Lines from the material below that hold the string "ProgressReport" are what is needed; copy each of them.
━━━━━━━━━━━━━━━━━━━━━━━━━━━━━━
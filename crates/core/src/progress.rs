// SPDX-License-Identifier: BUSL-1.1
// Copyright (c) 2026 Alfred Jean LLC

//! Progress reports returned by a progress source.

use crate::status::OperationStatus;
use serde::{Deserialize, Deserializer, Serialize};

/// One successful poll result.
///
/// `status` is required; a body without it is a malformed response.
/// Fields other than `progress`, `status` and `message` are kept in `extra`
/// and handed to event subscribers untouched.
#[derive(Debug, Clone, PartialEq, Serialize, Deserialize)]
pub struct ProgressReport {
    #[serde(default, deserialize_with = "deserialize_progress")]
    pub progress: u8,
    pub status: OperationStatus,
    #[serde(default, deserialize_with = "deserialize_message")]
    pub message: String,
    #[serde(flatten)]
    pub extra: serde_json::Map<String, serde_json::Value>,
}

impl ProgressReport {
    pub fn new(progress: u8, status: OperationStatus) -> Self {
        Self {
            progress: progress.min(100),
            status,
            message: String::new(),
            extra: serde_json::Map::new(),
        }
    }

    pub fn with_message(mut self, message: impl Into<String>) -> Self {
        self.message = message.into();
        self
    }
}

/// Clamp a JSON number, or a string holding one, into a 0..=100 percentage.
///
/// Fractions are truncated; negatives, NaN and anything else become 0.
pub fn clamp_progress(value: &serde_json::Value) -> u8 {
    let number = match value {
        serde_json::Value::String(s) => s.trim().parse::<f64>().ok(),
        other => other.as_f64(),
    };
    match number {
        Some(n) if n.is_finite() && n > 0.0 => n.min(100.0) as u8,
        _ => 0,
    }
}

pub(crate) fn deserialize_progress<'de, D: Deserializer<'de>>(d: D) -> Result<u8, D::Error> {
    let value = serde_json::Value::deserialize(d)?;
    Ok(clamp_progress(&value))
}

fn deserialize_message<'de, D: Deserializer<'de>>(d: D) -> Result<String, D::Error> {
    Ok(Option::<String>::deserialize(d)?.unwrap_or_default())
}

#[cfg(test)]
#[path = "progress_tests.rs"]
mod tests;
━━━━━━━━━━━━━━━━━━━━━━━━━━━━━━
• OUTPUT FOR THIS EXERCISE
pub struct ProgressReport {
impl ProgressReport {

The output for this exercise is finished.